Dr. Carrie Johansson Guest
12:47
Yes, and what's your next best move?
Karen Covy Host
12:52
OK, say more about that.
Dr. Carrie Johansson Guest
12:54
So let's say you have an idea that you want to be happy, right?
Karen Covy Host
12:59
OK.
Dr. Carrie Johansson Guest
13:00
You're unhappy in your marriage, you're getting a divorce. You want to be happy. You can't wait for happiness to come. Number one happiness isn't. It's not a new purse, right? Like? Well, maybe sometimes it's a new purse, but it's not a thing. It's actually a state of being and it's something that, like any other emotion, is going to ebb and flow. And so if you'd like to have more happiness in your world, that's actually going to be linked to what actions are you doing? Happiness just doesn't. You don't just wake up in the morning and it's sitting at the breakfast table waiting for you, right? You wake up in the morning and you think to yourself what could I do today that would make me feel a little happier? And then how can you notice on any given day when you are feeling happy?
Karen Covy Host
13:53
How do you mean notice when you are feeling happy? Don't we know when we're happy?
Dr. Carrie Johansson Guest
13:58
But we don't really necessarily pay attention to it, right? Not unless it's a big, loud thing, right, like? Like it's easy to feel happy when your kid graduates from high school, right, it's easy to feel happy when you get a great big bonus check at work. But our happiness is actually made up of all these little, tiny little things, right, like?
14:24
I happen to be around a coffee shop this morning. I'm not a coffee drinker, but I had to put a piece of mail in a mailbox and that happened to be right next door to a coffee shop that I hadn't tried, and so I walked in and I got myself a really nice cup of tea. And then my job, right. My next best move this morning, first of all, was to have enough flexibility in my schedule to be able to be like hey, I haven't ever tried that coffee shop, I wonder if they have a nice cup of tea. And I walk in and I try. It Turns out they do. And but then my job to sort of cement in that satisfied, happy feeling is to really take a second and admire the tea, and take a second and enjoy drinking the tea, and take a second and enjoy that. I have enough space in my morning to be able to get a cup of tea.
Karen Covy Host
15:19
So it sounds like what you're talking about is being in the present moment, building an awareness of what's going on right now.
Dr. Carrie Johansson Guest
15:31
Yep, and to do an assessment of what's going on right now. Do an assessment of what's going on right now. There's been plenty of mornings I've driven by this very same coffee shop and have not had the time to stop, because if I did the assessment of my morning, the assessment was like oh no, don't have enough time. Okay, no problem, right. But so this assessment process, right? I think, particularly in divorce, we get very into like the good and the bad bucket I'm good, he's bad, I'm good, she's bad, right. And what we're missing is all of this lovely nuance in between. So judgment is good or bad, assessment takes judgment out of it, so judgment is good or bad. Assessment is this behavior in a marriage does not suit my values. I'm no longer willing to put up with it.
Karen Covy Host
16:31
But what about what would you say to the people who say they're in the thick of it, right, and their assessment is their life sucks and every you know? They don't want to assess because they don't want to feel even worse about what's going on than they already feel.
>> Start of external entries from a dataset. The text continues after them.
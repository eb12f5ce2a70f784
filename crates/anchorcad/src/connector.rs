//! Connectors: oriented attachment points.
//!
//! A connector is a point plus two directions. The `axis` is the primary
//! alignment direction; the `normal` fixes rotation about it. Aligning one
//! connector with another yields the transformations that bring the first
//! into coincidence with the second.

use std::fmt;

use anchorcad_math::{Vector, VectorError, AXIS_X, AXIS_Y, AXIS_Z, ORIGIN};
use serde::{Deserialize, Serialize};

use crate::affine::Holonomic;
use crate::error::TransformError;
use crate::transform::{AffineTransformation, Rotation, RotationAngle};

/// An attachment point with a primary axis and a perpendicular normal.
///
/// Equality is approximate, component by component.
#[derive(Debug, Clone, Copy, PartialEq, Serialize, Deserialize)]
pub struct Connector {
    /// Attachment location.
    pub point: Vector,
    /// Primary alignment direction.
    pub axis: Vector,
    /// Secondary alignment direction, perpendicular to `axis`.
    pub normal: Vector,
}

impl Default for Connector {
    /// The world frame: origin, Z axis, X normal.
    fn default() -> Self {
        Self::new(ORIGIN, AXIS_Z, AXIS_X)
    }
}

impl Connector {
    /// Create a connector from its three vectors, taken as given.
    pub fn new(point: Vector, axis: Vector, normal: Vector) -> Self {
        Self {
            point,
            axis,
            normal,
        }
    }

    /// Create a connector from raw components and a roll.
    ///
    /// `axis` is normalized. The normal is the X axis rolled by `roll`
    /// degrees about Z, then carried along with the rotation that takes Z
    /// onto `axis`.
    pub fn from_components(point: [f64; 3], axis: [f64; 3], roll: f64) -> Result<Self, VectorError> {
        let axis = Vector::try_from(axis)?.normalized()?;
        let normal = AXIS_X
            .rotate(roll, &AXIS_Z)?
            .rotate_to_alignment(&AXIS_Z, &axis)?;
        Ok(Self::new(Vector::try_from(point)?, axis, normal))
    }

    /// This connector with a different point.
    pub fn with_point(self, point: Vector) -> Self {
        Self { point, ..self }
    }

    /// This connector with a different axis.
    pub fn with_axis(self, axis: Vector) -> Self {
        Self { axis, ..self }
    }

    /// This connector with a different normal.
    pub fn with_normal(self, normal: Vector) -> Self {
        Self { normal, ..self }
    }

    /// The angle, in degrees, between X and the normal once the axis has
    /// been rotated onto Z.
    pub fn roll(&self) -> Result<f64, VectorError> {
        let normal = self.normal.rotate_to_alignment(&self.axis, &AXIS_Z)?;
        AXIS_X.angle_between(&normal, Some(&AXIS_Z))
    }

    /// Rotate all three vectors by `angle` degrees about `pole`, which runs
    /// through the origin and must be normalized.
    pub fn rotate_about(self, angle: f64, pole: &Vector) -> Result<Self, VectorError> {
        Ok(Self::new(
            self.point.rotate(angle, pole)?,
            self.axis.rotate(angle, pole)?,
            self.normal.rotate(angle, pole)?,
        ))
    }

    /// The transformations that bring this connector onto `other` (the
    /// default connector when `None`).
    ///
    /// At most three steps are produced, each only when needed: a rotation
    /// cancelling the axis misalignment, a rotation cancelling the roll, and
    /// a translation. Applying them in order to this connector reproduces
    /// `other`, given both normals are perpendicular to their axes.
    pub fn align(&self, other: Option<&Connector>) -> Result<Vec<AffineTransformation>, TransformError> {
        let target = other.copied().unwrap_or_default();
        let mut working = *self;
        let mut steps = Vec::with_capacity(3);

        if working.axis != target.axis {
            let (angle, pole) = working.axis.alignment_rotation_parameters(&target.axis, None)?;
            let step = AffineTransformation::rotate_about(-angle, pole);
            log::debug!("align {self}: axis step {step:?}");
            working = working.apply(&step)?;
            steps.push(step);
        }

        if working.normal != target.normal {
            // The axes agree now, so the roll is always about the target axis.
            // Opposite normals have no cross product to say so.
            let step = match working.normal.normal(&target.normal) {
                Err(VectorError::NoNormalForAntiparallels { .. }) => {
                    AffineTransformation::rotate_about(180.0, target.axis)
                }
                _ => {
                    let (angle, pole) =
                        working.normal.alignment_rotation_parameters(&target.normal, None)?;
                    AffineTransformation::rotate_about(-angle, pole)
                }
            };
            log::debug!("align {self}: roll step {step:?}");
            working = working.apply(&step)?;
            steps.push(step);
        }

        if working.point != target.point {
            let offset = Vector::from_vec3(target.point.to_vec3() - working.point.to_vec3())?;
            let step = AffineTransformation::translate(offset);
            log::debug!("align {self}: translation step {step:?}");
            steps.push(step);
        }

        Ok(steps)
    }
}

impl Holonomic for Connector {
    fn translate(self, offset: &Vector) -> Result<Self, TransformError> {
        let point = Vector::from_vec3(self.point.to_vec3() + offset.to_vec3())?;
        Ok(self.with_point(point))
    }

    fn rotate(self, rotation: &Rotation) -> Result<Self, TransformError> {
        let rotated = match (rotation.angle, rotation.pole) {
            (Some(RotationAngle::Single(angle)), None) => self.rotate_about(angle, &AXIS_Z)?,
            (Some(RotationAngle::Single(angle)), Some(pole)) => {
                self.rotate_about(angle, &pole.normalized()?)?
            }
            (Some(RotationAngle::Euler([x, y, z])), _) => self
                .rotate_about(x, &AXIS_X)?
                .rotate_about(y, &AXIS_Y)?
                .rotate_about(z, &AXIS_Z)?,
            (None, pole) => return Err(TransformError::MalformedRotation { pole }),
        };
        Ok(rotated)
    }

    /// Only the point is scaled; directions are unchanged.
    fn scale(self, factor: &Vector) -> Result<Self, TransformError> {
        let point = Vector::from_vec3(self.point.to_vec3().component_mul(&factor.to_vec3()))?;
        Ok(self.with_point(point))
    }
}

impl fmt::Display for Connector {
    fn fmt(&self, f: &mut fmt::Formatter<'_>) -> fmt::Result {
        write!(f, "{{{}; {}; {}}}", self.point, self.axis, self.normal)
    }
}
Dr. Carrie Johansson Guest
16:42
But here's the thing we love avoidance, right Like we are. We're amazing how much we will spend 15 hours avoiding something that takes 15 minutes right. Oh my gosh, I'm noticing that my light's really weird from the morning sun, so. But the problem with avoidance is avoidance actually increases pain.
Karen Covy Host
17:02
Okay, tell me how that works or why that's true.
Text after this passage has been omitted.